One final thought: I love running with friends. It has been my experience that running has brought me the best friends in my life. There is something about sharing mile after mile with others that turns them into life long friends. One of my favorite quotes about running comes from John L. Parker’s book, Once a Runner. “You don’t become a runner by winning a morning workout. The only true way is to marshal the ferocity of your ambition over the course of many days, weeks, months, and (if you could finally come to accept it) years. The trial of miles; miles of trials.” When you share these miles of trials with people, those people become your friends.
Drew is great. I have shared many a run with him, and he does an amazing job of listening to me as I vent about all of life’s problems. I hope I do the same for him. He is a great coach, and an even better friend. I highly encourage you to come to one of our Saturday runs and meet him. Drew, congratulations on your 3:04 and first place age group finish in the marathon! That’s no small accomplishment!
Andrew, I don’t know I can say anything else about you. You’re quickly becoming a legend in the running community here in Vegas. Everybody knows you and everybody enjoys your company. You’re list of running accomplishments keeps growing. I’ll also never forget the way you exclaimed with true joy, “I got an email from Red Rock Running Company!” It’s going to live on forever in my mind. Congrats on your 3:10, a truly amazing time for your “Boston marathon training run.”

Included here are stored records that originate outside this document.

//! Errors raised while loading collection data files.

use std::io;
use std::path::PathBuf;

use thiserror::Error;

#[derive(Debug, Error)]
pub enum LoadError {
    #[error("Failed to read {}: {source}", path.display())]
    Read {
        path: PathBuf,
        #[source]
        source: io::Error,
    },

    #[error("Invalid JSON in {}: {source}", path.display())]
    Parse {
        path: PathBuf,
        #[source]
        source: serde_json::Error,
    },

    #[error("Expected a JSON array of records")]
    NotAnArray,

    #[error("Record {index} is not a JSON object")]
    NotAnObject { index: usize },

    #[error("Record {index} has no usable '{field}' identity")]
    MissingIdentity { index: usize, field: String },

    #[error("Duplicate identity '{0}'")]
    DuplicateIdentity(String),
}
#[cfg(test)]
mod tests {
    use super::*;
    use crate::query::fields::{FieldDef, FieldMap, FieldType, UnknownFieldPolicy};
    use crate::query::spec::{ProjectionMode, SortDirection};

    fn policy() -> QueryPolicy {
        let mut fields = FieldMap::new();
        for name in ["id", "name", "diet", "type"] {
            fields.insert(name.to_string(), FieldDef::Typed(FieldType::String));
        }
        fields.insert("locations".to_string(), FieldDef::Typed(FieldType::StringArray));
        fields.insert("games".to_string(), FieldDef::Typed(FieldType::NumberArray));
        QueryPolicy {
            fields,
            unknown_fields: UnknownFieldPolicy::Reject,
            ..Default::default()
        }
    }

    #[test]
    fn test_parse_filter_key() {
        assert_eq!(parse_filter_key("diet").unwrap(), ("diet", Operator::Equal));
        assert_eq!(
            parse_filter_key("games[gte]").unwrap(),
            ("games", Operator::GreaterOrEqual)
        );
        assert!(matches!(
            parse_filter_key("x[bogus]"),
            Err(QueryError::InvalidOperator { .. })
        ));
    }

    #[test]
    fn test_malformed_filter_keys() {
        for key in ["[gte]", "games[gte", "games]", "games[gte]]", "games[[gte]]", "$where"] {
            assert!(
                matches!(parse_filter_key(key), Err(QueryError::InvalidFilterKey(_))),
                "{key} should be rejected"
            );
        }
    }

    #[test]
    fn test_equal_is_default() {
        let params = RawParameters::parse("diet=meat");
        let filter = parse_filter(&params, &policy()).unwrap();
        assert_eq!(filter.predicates(), [Predicate::eq("diet", "meat")]);
    }

    #[test]
    fn test_operator_value_stays_raw() {
        let params = RawParameters::parse("games[gte]=2");
        let filter = parse_filter(&params, &policy()).unwrap();
        assert_eq!(
            filter.predicates(),
            [Predicate::new(
                "games",
                Operator::GreaterOrEqual,
                FilterValue::Single("2".to_string())
            )]
        );
    }

    #[test]
    fn test_reserved_keys_never_filter() {
        let params = RawParameters::parse("page=2&sort=name&limit=3&fields=name&diet=meat");
        let filter = parse_filter(&params, &policy()).unwrap();
        assert_eq!(filter.len(), 1);
        assert_eq!(filter.predicates()[0].field, "diet");
    }

    #[test]
    fn test_reserved_keys_with_operator_never_filter() {
        let params =
            RawParameters::parse("page[gte]=2&limit[lt]=5&fields[in]=name&sort[bogus]=x&diet=meat");
        let filter = parse_filter(&params, &policy()).unwrap();
        assert_eq!(filter.len(), 1);
        assert_eq!(filter.predicates()[0].field, "diet");

        let permissive = QueryPolicy::default();
        let filter = parse_filter(&params, &permissive).unwrap();
        assert_eq!(filter.len(), 1);
    }

    #[test]
    fn test_list_values_comma_and_repeated() {
        let params = RawParameters::parse("diet[in]=meat,veggie&diet[in]=fruit&type[nin]=hostile");
        let filter = parse_filter(&params, &policy()).unwrap();
        assert_eq!(filter.len(), 2);
        assert_eq!(
            filter.predicates()[0].value,
            FilterValue::List(vec![
                "meat".to_string(),
                "veggie".to_string(),
                "fruit".to_string()
            ])
        );
        assert_eq!(filter.predicates()[1].operator, Operator::NotIncludedIn);
    }

    #[test]
    fn test_repeated_scalar_keeps_last() {
        let params = RawParameters::parse("diet=meat&diet=veggie");
        let filter = parse_filter(&params, &policy()).unwrap();
        assert_eq!(filter.predicates(), [Predicate::eq("diet", "veggie")]);
    }

    #[test]
    fn test_unknown_field_rejected() {
        let params = RawParameters::parse("__v=0");
        assert_eq!(
            parse_filter(&params, &policy()),
            Err(QueryError::UnknownField("__v".to_string()))
        );
    }

    #[test]
    fn test_sort() {
        let params = RawParameters::parse("sort=-name,type");
        let sort = parse_sort(&params, &policy());
        assert_eq!(sort.keys(), [SortKey::desc("name"), SortKey::asc("type")]);
    }

    #[test]
    fn test_sort_default_and_blank() {
        let expected = SortSpec::by_identity("id");
        assert_eq!(parse_sort(&RawParameters::new(), &policy()), expected);
        assert_eq!(parse_sort(&RawParameters::parse("sort=,-,"), &policy()), expected);
        assert_eq!(expected.keys()[0].direction, SortDirection::Ascending);
    }

    #[test]
    fn test_sort_duplicate_keeps_first() {
        let sort = parse_sort(&RawParameters::parse("sort=name,-name"), &policy());
        assert_eq!(sort.keys(), [SortKey::asc("name")]);
    }

    #[test]
    fn test_projection_modes() {
        let policy = policy();

        let default = parse_projection(&RawParameters::new(), &policy).unwrap();
        assert_eq!(default, ProjectionSpec::exclude(vec!["__v".to_string()]));

        let include = parse_projection(&RawParameters::parse("fields=name,diet,__v"), &policy)
            .unwrap();
        assert_eq!(include.mode(), ProjectionMode::Include);
        assert_eq!(include.fields(), ["name".to_string(), "diet".to_string()]);

        let exclude = parse_projection(&RawParameters::parse("fields=-image"), &policy).unwrap();
        assert_eq!(
            exclude,
            ProjectionSpec::exclude(vec!["__v".to_string(), "image".to_string()])
        );

        assert_eq!(
            parse_projection(&RawParameters::parse("fields=name,-image"), &policy),
            Err(QueryError::MixedProjection)
        );
    }

    #[test]
    fn test_pagination() {
        let policy = policy();

        let pagination = parse_pagination(&RawParameters::parse("page=2&limit=6"), &policy).unwrap();
        assert_eq!(pagination.skip(), 6);
        assert_eq!(pagination.limit(), 6);

        let defaults = parse_pagination(&RawParameters::new(), &policy).unwrap();
        assert_eq!((defaults.page(), defaults.limit(), defaults.skip()), (1, 6, 0));
    }

    #[test]
    fn test_invalid_pagination() {
        let policy = policy();
        for query in ["page=0", "page=-1", "page=abc", "limit=0", "limit=1.5", "limit="] {
            assert!(
                matches!(
                    parse_pagination(&RawParameters::parse(query), &policy),
                    Err(QueryError::InvalidPaginationValue { .. })
                ),
                "{query} should be rejected"
            );
        }
        assert_eq!(
            parse_pagination(&RawParameters::parse("limit=1000"), &policy),
            Err(QueryError::LimitExceeded(1000, 100))
        );
    }

    #[test]
    fn test_steps_commute() {
        let params = RawParameters::parse("diet=meat&sort=-name&fields=name&page=2&limit=2");
        let policy = policy();

        let forward = QueryBuilder::new(&params, &policy)
            .filter()
            .unwrap()
            .sort()
            .project()
            .unwrap()
            .paginate()
            .unwrap()
            .build();
        let backward = QueryBuilder::new(&params, &policy)
            .paginate()
            .unwrap()
            .project()
            .unwrap()
            .sort()
            .filter()
            .unwrap()
            .build();

        assert_eq!(forward, backward);
        assert_eq!(forward, QuerySpec::from_params(&params, &policy).unwrap());
    }

    #[test]
    fn test_skipped_steps_keep_defaults() {
        let params = RawParameters::parse("diet=meat&page=3");
        let policy = policy();
        let spec = QueryBuilder::new(&params, &policy).filter().unwrap().build();

        assert!(!spec.is_paginated());
        assert!(spec.sort().is_natural());
        assert_eq!(spec.projection(), &ProjectionSpec::default());
        assert_eq!(spec.filter().len(), 1);
    }
}
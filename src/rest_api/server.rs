//! # REST API HTTP Server
//!
//! Axum router exposing the catalog's collections.

use std::sync::Arc;

use axum::{
    extract::{OriginalUri, Path, RawQuery, State},
    http::StatusCode,
    middleware,
    response::IntoResponse,
    routing::get,
    Extension, Json, Router,
};
use serde::Serialize;
use tokio::net::TcpListener;
use tower_http::cors::{AllowOrigin, Any, CorsLayer};
use tower_http::trace::{DefaultMakeSpan, DefaultOnResponse, TraceLayer};
use tracing::{debug, info, Level};

use crate::config::ServerConfig;
use crate::executor;
use crate::query::{ProjectionSpec, QueryError, QuerySpec, RawParameters};
use crate::store::Collection;

use super::catalog::Catalog;
use super::context::{stamp_request, RequestContext};
use super::errors::{ApiError, ApiResult};
use super::response::{GroupEnvelope, ListEnvelope, SingleEnvelope};

/// Shared state type
type SharedCatalog = Arc<Catalog>;

/// HTTP server over a loaded catalog
pub struct ApiServer {
    config: ServerConfig,
    router: Router,
}

impl ApiServer {
    pub fn new(catalog: Catalog, config: ServerConfig) -> Self {
        let router = build_router(Arc::new(catalog), &config);
        Self { config, router }
    }

    /// Get the socket address
    pub fn socket_addr(&self) -> String {
        self.config.socket_addr()
    }

    /// Get the router (for testing)
    pub fn router(self) -> Router {
        self.router
    }

    /// Bind and serve until Ctrl-C
    pub async fn start(self) -> std::io::Result<()> {
        let listener = TcpListener::bind(self.config.socket_addr()).await?;
        info!(
            addr = %listener.local_addr()?,
            api_prefix = %self.config.api_prefix,
            "slimedex listening"
        );

        axum::serve(listener, self.router)
            .with_graceful_shutdown(shutdown_signal())
            .await
    }
}

async fn shutdown_signal() {
    if tokio::signal::ctrl_c().await.is_ok() {
        info!("shutdown signal received");
    }
}

/// Build the full router: health, collection routes under the API prefix,
/// catch-all 404, request stamping, tracing and CORS
pub fn build_router(catalog: SharedCatalog, config: &ServerConfig) -> Router {
    let cors = if config.cors_origins.is_empty() {
        CorsLayer::new()
            .allow_origin(Any)
            .allow_methods(Any)
            .allow_headers(Any)
    } else {
        let origins: Vec<_> = config
            .cors_origins
            .iter()
            .filter_map(|s| s.parse().ok())
            .collect();

        CorsLayer::new()
            .allow_origin(AllowOrigin::list(origins))
            .allow_methods(Any)
            .allow_headers(Any)
    };

    let trace = TraceLayer::new_for_http()
        .make_span_with(DefaultMakeSpan::new().level(Level::INFO))
        .on_response(DefaultOnResponse::new().level(Level::INFO));

    let prefix = config.api_prefix.trim_end_matches('/');
    let router = Router::new().route("/health", get(health_handler));
    let router = if prefix.is_empty() {
        router.merge(collection_routes())
    } else {
        router.nest(prefix, collection_routes())
    };

    router
        .fallback(fallback_handler)
        .layer(middleware::from_fn(stamp_request))
        .layer(trace)
        .layer(cors)
        .with_state(catalog)
}

fn collection_routes() -> Router<SharedCatalog> {
    Router::new()
        .route("/:collection", get(list_handler))
        .route("/:collection/:id", get(get_handler))
        .route("/:collection/by/:field/:value", get(list_by_handler))
        .route("/:collection/group/:field", get(group_handler))
}

/// Translate parameters, run the query and wrap the page.
///
/// Shared by the HTTP handlers and the `query` command.
pub async fn list_records(
    collection: &dyn Collection,
    params: &RawParameters,
    context: &RequestContext,
) -> ApiResult<ListEnvelope> {
    let spec = QuerySpec::from_params(params, collection.policy()).inspect_err(|err| {
        debug!(collection = collection.name(), error = %err, "query rejected");
    })?;

    let output = executor::run(collection, &spec).await?;
    Ok(ListEnvelope::new(context, output))
}

/// Health check response
#[derive(Debug, Serialize)]
pub struct HealthResponse {
    pub status: String,
    pub version: String,
}

async fn health_handler() -> impl IntoResponse {
    let response = HealthResponse {
        status: "ok".to_string(),
        version: env!("CARGO_PKG_VERSION").to_string(),
    };

    (StatusCode::OK, Json(response))
}

/// List records handler
async fn list_handler(
    State(catalog): State<SharedCatalog>,
    Extension(context): Extension<RequestContext>,
    Path(name): Path<String>,
    RawQuery(query): RawQuery,
) -> ApiResult<Json<ListEnvelope>> {
    let collection = catalog.get(&name)?;
    let params = RawParameters::parse(query.as_deref().unwrap_or_default());

    let envelope = list_records(collection.as_ref(), &params, &context).await?;
    Ok(Json(envelope))
}

/// List records with a route-supplied equality predicate.
///
/// The query string wins when it already names the field.
async fn list_by_handler(
    State(catalog): State<SharedCatalog>,
    Extension(context): Extension<RequestContext>,
    Path((name, field, value)): Path<(String, String, String)>,
    RawQuery(query): RawQuery,
) -> ApiResult<Json<ListEnvelope>> {
    let collection = catalog.get(&name)?;
    let params = RawParameters::parse(query.as_deref().unwrap_or_default());
    let params = if params.mentions_field(&field) {
        params
    } else {
        params.with(field, value)
    };

    let envelope = list_records(collection.as_ref(), &params, &context).await?;
    Ok(Json(envelope))
}

/// Get single record handler
async fn get_handler(
    State(catalog): State<SharedCatalog>,
    Extension(context): Extension<RequestContext>,
    Path((name, id)): Path<(String, String)>,
) -> ApiResult<Json<SingleEnvelope>> {
    let collection = catalog.get(&name)?;
    let record = collection
        .find_by_id(&id)
        .await?
        .ok_or(QueryError::NotFound)?;

    let hidden = ProjectionSpec::exclude(collection.policy().hidden_fields.clone());
    Ok(Json(SingleEnvelope::new(&context, hidden.apply(&record))))
}

/// Group records handler
async fn group_handler(
    State(catalog): State<SharedCatalog>,
    Extension(context): Extension<RequestContext>,
    Path((name, field)): Path<(String, String)>,
) -> ApiResult<Json<GroupEnvelope>> {
    let collection = catalog.get(&name)?;
    let groups = executor::group_by(collection.as_ref(), &field).await?;
    Ok(Json(GroupEnvelope::new(&context, groups)))
}

async fn fallback_handler(OriginalUri(uri): OriginalUri) -> ApiError {
    let target = uri
        .path_and_query()
        .map_or_else(|| uri.path(), |path_and_query| path_and_query.as_str());
    ApiError::RouteNotFound(target.to_string())
}
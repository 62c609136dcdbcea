//! # REST API Errors
//!
//! Maps query and routing failures onto HTTP responses.

use axum::http::StatusCode;
use axum::response::{IntoResponse, Response};
use axum::Json;
use serde::Serialize;
use thiserror::Error;
use tracing::error;

use crate::query::QueryError;

/// Result type for REST operations
pub type ApiResult<T> = Result<T, ApiError>;

/// Message returned in place of internal details
const INTERNAL_MESSAGE: &str = "Something went wrong!";

/// REST API errors
#[derive(Debug, Clone, PartialEq, Eq, Error)]
pub enum ApiError {
    /// Query translation or execution failed
    #[error(transparent)]
    Query(#[from] QueryError),

    /// No collection registered under this name
    #[error("Collection not found: {0}")]
    CollectionNotFound(String),

    /// No route matched the request path
    #[error("Cannot find {0} on this server.")]
    RouteNotFound(String),
}

impl ApiError {
    /// Get HTTP status code for this error
    pub fn status_code(&self) -> StatusCode {
        match self {
            ApiError::Query(QueryError::NotFound) => StatusCode::NOT_FOUND,
            ApiError::Query(QueryError::StoreUnavailable(_)) => StatusCode::SERVICE_UNAVAILABLE,
            ApiError::Query(_) => StatusCode::BAD_REQUEST,
            ApiError::CollectionNotFound(_) => StatusCode::NOT_FOUND,
            ApiError::RouteNotFound(_) => StatusCode::NOT_FOUND,
        }
    }

    /// Stable machine-readable code
    pub fn code(&self) -> &'static str {
        match self {
            ApiError::Query(err) => err.code(),
            ApiError::CollectionNotFound(_) => "COLLECTION_NOT_FOUND",
            ApiError::RouteNotFound(_) => "ROUTE_NOT_FOUND",
        }
    }
}

/// Error response body
#[derive(Debug, Clone, PartialEq, Eq, Serialize)]
pub struct ErrorResponse {
    /// `fail` for client errors, `error` for server errors
    pub status: &'static str,
    pub code: &'static str,
    pub message: String,
}

impl From<&ApiError> for ErrorResponse {
    fn from(err: &ApiError) -> Self {
        if err.status_code().is_server_error() {
            Self {
                status: "error",
                code: err.code(),
                message: INTERNAL_MESSAGE.to_string(),
            }
        } else {
            Self {
                status: "fail",
                code: err.code(),
                message: err.to_string(),
            }
        }
    }
}

impl IntoResponse for ApiError {
    fn into_response(self) -> Response {
        let status = self.status_code();
        if status.is_server_error() {
            error!(code = self.code(), error = %self, "request failed");
        }
        (status, Json(ErrorResponse::from(&self))).into_response()
    }
}

#[cfg(test)]
mod tests {
    use super::*;

    #[test]
    fn test_status_codes() {
        assert_eq!(
            ApiError::from(QueryError::MixedProjection).status_code(),
            StatusCode::BAD_REQUEST
        );
        assert_eq!(
            ApiError::from(QueryError::NotFound).status_code(),
            StatusCode::NOT_FOUND
        );
        assert_eq!(
            ApiError::from(QueryError::StoreUnavailable("down".to_string())).status_code(),
            StatusCode::SERVICE_UNAVAILABLE
        );
        assert_eq!(
            ApiError::CollectionNotFound("gordos".to_string()).status_code(),
            StatusCode::NOT_FOUND
        );
    }

    #[test]
    fn test_client_errors_keep_message() {
        let err = ApiError::RouteNotFound("/nowhere".to_string());
        let body = ErrorResponse::from(&err);
        assert_eq!(body.status, "fail");
        assert_eq!(body.code, "ROUTE_NOT_FOUND");
        assert_eq!(body.message, "Cannot find /nowhere on this server.");
    }

    #[test]
    fn test_server_errors_hide_detail() {
        let err = ApiError::from(QueryError::StoreUnavailable("disk on fire".to_string()));
        let body = ErrorResponse::from(&err);
        assert_eq!(body.status, "error");
        assert_eq!(body.code, "STORE_UNAVAILABLE");
        assert!(!body.message.contains("disk"));
    }
}
//! # Operator Table
//!
//! The closed set of comparison operators accepted in `field[op]` keys.

use std::fmt;

use serde::{Deserialize, Serialize};

/// Filter operators
#[derive(Debug, Clone, Copy, PartialEq, Eq, Hash, Serialize, Deserialize)]
pub enum Operator {
    /// Equals (the default when no token is given)
    #[serde(rename = "eq")]
    Equal,

    /// Not equals
    #[serde(rename = "ne")]
    NotEqual,

    /// Greater than
    #[serde(rename = "gt")]
    GreaterThan,

    /// Greater than or equal
    #[serde(rename = "gte")]
    GreaterOrEqual,

    /// Less than
    #[serde(rename = "lt")]
    LessThan,

    /// Less than or equal
    #[serde(rename = "lte")]
    LessOrEqual,

    /// Value in list
    #[serde(rename = "in")]
    IncludedIn,

    /// Value not in list
    #[serde(rename = "nin")]
    NotIncludedIn,
}

impl Operator {
    /// Every operator, in table order
    pub const ALL: [Operator; 8] = [
        Operator::Equal,
        Operator::NotEqual,
        Operator::GreaterThan,
        Operator::GreaterOrEqual,
        Operator::LessThan,
        Operator::LessOrEqual,
        Operator::IncludedIn,
        Operator::NotIncludedIn,
    ];

    /// Look up an operator by its bracket token
    pub fn from_token(token: &str) -> Option<Self> {
        match token {
            "eq" => Some(Operator::Equal),
            "ne" => Some(Operator::NotEqual),
            "gt" => Some(Operator::GreaterThan),
            "gte" => Some(Operator::GreaterOrEqual),
            "lt" => Some(Operator::LessThan),
            "lte" => Some(Operator::LessOrEqual),
            "in" => Some(Operator::IncludedIn),
            "nin" => Some(Operator::NotIncludedIn),
            _ => None,
        }
    }

    /// Get the token representation
    pub fn as_str(&self) -> &'static str {
        match self {
            Operator::Equal => "eq",
            Operator::NotEqual => "ne",
            Operator::GreaterThan => "gt",
            Operator::GreaterOrEqual => "gte",
            Operator::LessThan => "lt",
            Operator::LessOrEqual => "lte",
            Operator::IncludedIn => "in",
            Operator::NotIncludedIn => "nin",
        }
    }

    /// Whether the operator takes a list of values
    pub fn is_list(&self) -> bool {
        matches!(self, Operator::IncludedIn | Operator::NotIncludedIn)
    }

    /// Whether the operator orders values rather than testing equality
    pub fn is_range(&self) -> bool {
        matches!(
            self,
            Operator::GreaterThan
                | Operator::GreaterOrEqual
                | Operator::LessThan
                | Operator::LessOrEqual
        )
    }

    /// Whether a match on any array element counts as a miss
    pub fn is_negated(&self) -> bool {
        matches!(self, Operator::NotEqual | Operator::NotIncludedIn)
    }
}

impl fmt::Display for Operator {
    fn fmt(&self, f: &mut fmt::Formatter<'_>) -> fmt::Result {
        f.write_str(self.as_str())
    }
}
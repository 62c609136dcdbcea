//! Pagination counter.
//!
//! Counts with the spec's filter alone, never its sort, projection or window.

use crate::query::{FilterSpec, PaginationResult, QueryResult, QuerySpec};
use crate::store::Collection;

/// Number of records matching `filter`
pub async fn count<C>(collection: &C, filter: &FilterSpec) -> QueryResult<u64>
where
    C: Collection + ?Sized,
{
    collection.count_documents(filter).await
}

/// Pagination metadata for a spec.
///
/// `None` when the spec was never paginated (no count is issued) and when
/// nothing matches the filter.
pub async fn pagination_info<C>(
    collection: &C,
    spec: &QuerySpec,
) -> QueryResult<Option<PaginationResult>>
where
    C: Collection + ?Sized,
{
    let Some(pagination) = spec.pagination() else {
        return Ok(None);
    };

    let total_count = count(collection, spec.filter()).await?;
    Ok(PaginationResult::new(pagination, total_count))
}

#[cfg(test)]
mod tests {
    use super::*;
    use crate::query::{QueryBuilder, QueryPolicy, RawParameters};
    use crate::store::InMemoryCollection;
    use serde_json::json;

    fn collection() -> InMemoryCollection {
        InMemoryCollection::new(
            "slimes",
            QueryPolicy::default(),
            vec![
                json!({"id": "a", "type": "docile"}),
                json!({"id": "b", "type": "docile"}),
                json!({"id": "c", "type": "hostile"}),
            ],
        )
        .unwrap()
    }

    #[tokio::test]
    async fn test_unpaginated_has_no_metadata() {
        let collection = collection();
        let params = RawParameters::parse("type=docile");
        let policy = collection.policy().clone();
        let spec = QueryBuilder::new(&params, &policy).filter().unwrap().sort().build();

        assert!(pagination_info(&collection, &spec).await.unwrap().is_none());
    }

    #[tokio::test]
    async fn test_metadata_uses_filter_only() {
        let collection = collection();
        let params = RawParameters::parse("type=docile&limit=1&page=2&fields=id&sort=-id");
        let spec = QuerySpec::from_params(&params, collection.policy()).unwrap();

        let info = pagination_info(&collection, &spec).await.unwrap().unwrap();
        assert_eq!(info.total_count, 2);
        assert_eq!(info.total_pages, 2);
        assert_eq!(info.limit, 1);
    }
}
//! # Collection Catalog
//!
//! Name-to-collection registry shared by every request.

use std::collections::BTreeMap;
use std::sync::Arc;

use tracing::info;

use crate::config::CatalogConfig;
use crate::store::{Collection, InMemoryCollection, LoadError};

use super::errors::{ApiError, ApiResult};

/// Registered collections by name
#[derive(Default, Clone)]
pub struct Catalog {
    collections: BTreeMap<String, Arc<dyn Collection>>,
}

impl Catalog {
    pub fn new() -> Self {
        Self::default()
    }

    /// Load every configured collection from its data file
    pub fn from_config(config: &CatalogConfig) -> Result<Self, LoadError> {
        let mut catalog = Self::new();
        for (name, collection) in &config.collections {
            let loaded =
                InMemoryCollection::load(name.as_str(), collection.policy(), &collection.data_path)?;
            info!(
                collection = %name,
                path = %collection.data_path.display(),
                "collection loaded"
            );
            catalog.insert(Arc::new(loaded));
        }
        Ok(catalog)
    }

    /// Register a collection under its own name, replacing any previous one
    pub fn insert(&mut self, collection: Arc<dyn Collection>) {
        self.collections
            .insert(collection.name().to_string(), collection);
    }

    pub fn get(&self, name: &str) -> ApiResult<Arc<dyn Collection>> {
        self.collections
            .get(name)
            .cloned()
            .ok_or_else(|| ApiError::CollectionNotFound(name.to_string()))
    }

    pub fn names(&self) -> impl Iterator<Item = &str> {
        self.collections.keys().map(String::as_str)
    }

    pub fn len(&self) -> usize {
        self.collections.len()
    }

    pub fn is_empty(&self) -> bool {
        self.collections.is_empty()
    }
}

Carl, I’m sorry I couldn’t be there the whole run for you, but I’m so impressed with your run. Your first marathon and you ran a 3:18. Holy crap. I’ve been doing these for years and I’ve only bested that time once. It speaks a lot to your dedication and mental strength. I’m very impressed by those traits, your glorious hair, and your amazing marathon result. Beyond all that, you’re a great dad. I’m very glad I got to know you these last several months. I’m looking forward to sharing miles with you as we train for Surf City 2022.